The pressure on those who thought that they had it made will only increase as automation and AI make their way up the employment ladder, either eliminating or deskilling (and thus reducing the pay for) the jobs of those — such as lawyers, doctors, and more — who believed that they were immune from the process. They will not take it well.

Back in 2016, I wrote this:

Every revolution, whether at the polling station or on the street, needs foot soldiers drawn from the poor and the “left behind.” Still, it’s the leadership that counts. Add the impact of automation to the effects of existing elite overproduction and the result will be that the upheaval to come will be steered by a very large “officer class” — angry, effective, efficient, a “counter-elite” (to borrow another term from Turchin) looking to transform the social order of which, under happier circumstances, it would have been a mainstay.

I wrote those words under the assumption that automation would create large numbers of the “left-behind” (it was clearly already beginning to do so) whose jobs had been automated away. To take one among many gloomy forecasts, the authors of a 2019 Brookings Institution report predicted that 25 percent of U.S. jobs, mainly low-skilled, will be at “high risk” over the next decade or so, while another 36 percent face “medium exposure” to automation by 2030.

Not all these jobs will be lost at once. And others will replace some of them, for the most part, I would guess, at lower rates of pay. But it does not seem outlandishly pessimistic to think that what lies ahead is a prolonged period of high structural unemployment. History would suggest that bodes ill for social peace, as do the events of the last week or so. With or without the lockdowns, there would, as noted above, have been large protests, but, as Robert A. George reminded us, “idle hands are the devil’s playthings.” Now imagine an America in which hugely elevated (even if not to lockdown levels) unemployment is a reality, not for a few months, but for years.

We are not facing for now the culmination of the sort of revolution that I was writing about in 2016. But some of the elements to which I referred — visible, say, in the behavior of a mainstream media that have at times appeared to be cheering on the current disorder — are gradually falling into place. And the Internet may help speed things along.

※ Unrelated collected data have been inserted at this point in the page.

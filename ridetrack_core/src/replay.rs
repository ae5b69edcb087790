//! Drives a [`RideTracker`] through a recorded ride, as fast as possible.
//! Time comes from the samples themselves; the once-a-second duration
//! ticks are simulated the way the live service would produce them,
//! starting one second after every entry to Active.

use anyhow::{Context, Result};
use log::info;
use logging_timer::time;
use time::{Duration, OffsetDateTime};

use crate::{
    config::TrackingConfig,
    gpx_reader::Recording,
    model::{FinishedRide, HeartRateSample, LocationSample, RideState},
    ride::{LocationOutcome, RideTracker},
};

const TICK_PERIOD: Duration = Duration::SECOND;

#[derive(Debug, Clone, Copy)]
enum Input {
    Location(LocationSample),
    HeartRate(HeartRateSample),
}

impl Input {
    fn time(&self) -> OffsetDateTime {
        match self {
            Input::Location(s) => s.time,
            Input::HeartRate(s) => s.time,
        }
    }
}

/// Replays `recording` as a single ride that starts at the first
/// trackpoint and finishes at the last input.
#[time]
pub fn replay_recording(recording: &Recording, config: TrackingConfig) -> Result<FinishedRide> {
    let start = recording
        .locations
        .first()
        .context("The recording has no trackpoints")?
        .time;

    let mut inputs: Vec<Input> = recording
        .locations
        .iter()
        .copied()
        .map(Input::Location)
        .chain(recording.heart_rate.iter().copied().map(Input::HeartRate))
        .collect();
    // Stable, so a location and a heart-rate reading with the same time
    // stay in file order.
    inputs.sort_by_key(Input::time);

    let mut tracker = RideTracker::new(config);
    tracker.start(start)?;

    let mut next_tick = Some(start + TICK_PERIOD);
    let mut end = start;
    let mut rejected = 0;

    for input in inputs {
        let now = input.time();
        while let Some(tick) = next_tick.filter(|tick| *tick <= now) {
            tracker.tick(tick);
            next_tick = Some(tick + TICK_PERIOD);
        }

        match input {
            Input::Location(sample) => {
                if let LocationOutcome::Rejected(_) = tracker.on_location(sample) {
                    rejected += 1;
                }
            }
            Input::HeartRate(sample) => tracker.on_heart_rate(sample),
        }

        next_tick = match (tracker.state(), next_tick) {
            (RideState::Active, None) => Some(now + TICK_PERIOD),
            (RideState::Active, Some(tick)) => Some(tick),
            _ => None,
        };
        end = end.max(now);
    }

    let finished = tracker.finish(end)?;
    info!(
        "Replayed {} trackpoints ({} rejected): {:.2} km in {}, {} events",
        recording.locations.len(),
        rejected,
        finished.summary.distance_km,
        finished.summary.moving_time,
        finished.events.len()
    );

    Ok(finished)
}

#[cfg(test)]
mod tests {
    use super::*;
    use crate::{gate::tests::sample_at, model::EventType};

    fn fix(north_metres: f64, seconds: i64, speed_mps: f64) -> LocationSample {
        let mut s = sample_at(north_metres, seconds as f64, 5.0);
        s.speed_mps = speed_mps;
        s
    }

    /// A minute at 18 km/h, half a minute stood at the lights, then
    /// another 20 seconds of riding.
    fn lights_recording() -> Recording {
        let mut locations = Vec::new();
        for t in 0..60 {
            locations.push(fix(5.0 * t as f64, t, 5.0));
        }
        for t in 60..90 {
            locations.push(fix(295.0, t, 0.0));
        }
        for t in 90..110 {
            locations.push(fix(295.0 + 5.0 * (t - 89) as f64, t, 5.0));
        }

        let heart_rate = [(10, 130), (70, 110), (100, 150)]
            .into_iter()
            .map(|(t, bpm)| HeartRateSample {
                bpm,
                time: fix(0.0, t, 0.0).time,
            })
            .collect();

        Recording {
            filename: None,
            locations,
            heart_rate,
        }
    }

    #[test]
    fn replay_auto_pauses_at_the_lights() {
        let finished = replay_recording(&lights_recording(), TrackingConfig::default()).unwrap();
        let summary = &finished.summary;

        let types: Vec<_> = finished.events.iter().map(|e| e.event_type).collect();
        assert_eq!(types, vec![EventType::Paused, EventType::Stopped]);
        assert_eq!(finished.events[0].note.as_deref(), Some("Auto-pause (stationary)"));

        // Stopped from 65s, paused at 81s, resumed at 92s.
        assert_eq!(finished.events[0].time, fix(0.0, 81, 0.0).time);
        assert_eq!(summary.paused_time, Duration::seconds(11));
        assert_eq!(summary.elapsed, Duration::seconds(109));
        assert_eq!(summary.moving_time, Duration::seconds(98));

        // The stationary fixes add nothing.
        assert!((summary.distance_km - 0.395).abs() < 1e-3);
        assert!((summary.max_speed_kmh - 18.0).abs() < 1e-6);
        assert_eq!(summary.average_heart_rate, 130);
        assert_eq!(summary.max_heart_rate, 150);
        assert_eq!(finished.track_points.len(), 110);
        assert_eq!(finished.heart_rate.len(), 3);
    }

    #[test]
    fn replay_with_auto_pause_disabled() {
        let mut config = TrackingConfig::default();
        config.auto_pause.enabled = false;
        let finished = replay_recording(&lights_recording(), config).unwrap();
        assert!(finished.events.is_empty());
        assert_eq!(finished.summary.paused_time, Duration::ZERO);
        assert_eq!(finished.summary.moving_time, Duration::seconds(109));
    }

    #[test]
    fn empty_recording_is_an_error() {
        assert!(replay_recording(&Recording::default(), TrackingConfig::default()).is_err());
    }
}
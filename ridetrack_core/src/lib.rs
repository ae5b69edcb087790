//! The signal processing and state machine engine behind a ride tracker.
//!
//! Raw GPS fixes flow through the [`gate`], the [`speed`] estimator and the
//! [`filter`] pipeline; the [`ride`] state machine ties them to the
//! [`metrics`] accumulator and the [`events`] detector. The [`service`]
//! module wraps the state machine in a single-writer tokio task fed by one
//! channel per sample source.

pub mod config;
pub mod error;
pub mod events;
pub mod excel;
pub mod filter;
pub mod gate;
pub mod gpx_reader;
pub mod metrics;
pub mod model;
pub mod replay;
pub mod ride;
pub mod service;
pub mod speed;
pub mod store;
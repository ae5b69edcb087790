//! Decides whether a raw GPS fix is good enough to use at all.

use time::Duration;

use crate::{config::GateParameters, error::Rejection, model::LocationSample};

/// What we learned about a sample while accepting it. The displacement
/// and elapsed time are relative to the previous accepted sample and
/// are `None` for the first sample of a ride.
#[derive(Debug, Clone, Copy, PartialEq)]
pub struct Accepted {
    pub displacement_metres: Option<f64>,
    pub elapsed: Option<Duration>,
}

#[derive(Debug, Clone, Default)]
pub struct SampleGate {
    params: GateParameters,
}

impl SampleGate {
    pub fn new(params: GateParameters) -> Self {
        Self { params }
    }

    /// Checks `sample` against the previous accepted sample. This is a
    /// pure decision, it is up to the caller to remember `sample` as the
    /// new "previous" if it goes on to use it.
    pub fn accept(
        &self,
        sample: &LocationSample,
        previous: Option<&LocationSample>,
    ) -> Result<Accepted, Rejection> {
        if sample.accuracy_metres > self.params.max_accuracy_metres {
            return Err(Rejection::PoorAccuracy {
                accuracy_metres: sample.accuracy_metres,
                limit_metres: self.params.max_accuracy_metres,
            });
        }

        let Some(previous) = previous else {
            return Ok(Accepted {
                displacement_metres: None,
                elapsed: None,
            });
        };

        let displacement_metres = previous.distance_metres(sample);
        let elapsed = sample.time - previous.time;

        if displacement_metres > self.params.jump_displacement_metres
            && elapsed < self.params.jump_window
            && sample.accuracy_metres > self.params.jump_accuracy_metres
        {
            return Err(Rejection::Jump {
                displacement_metres,
                elapsed_seconds: elapsed.as_seconds_f64(),
                accuracy_metres: sample.accuracy_metres,
            });
        }

        if displacement_metres > self.params.teleport_metres {
            return Err(Rejection::Teleport { displacement_metres });
        }

        Ok(Accepted {
            displacement_metres: Some(displacement_metres),
            elapsed: Some(elapsed),
        })
    }
}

For Americans to protest at the cruelty of Floyd’s fate (and not just Floyd’s) is perfectly understandable (the violence and the looting are entirely different matters). But the way these protests have spread so rapidly across much of the West may be evidence that something far deeper is going on as well. They may have been triggered by a killing in Minneapolis, but they are also the latest in a series of skirmishes in a power struggle that will eventually deliver much greater trouble ahead.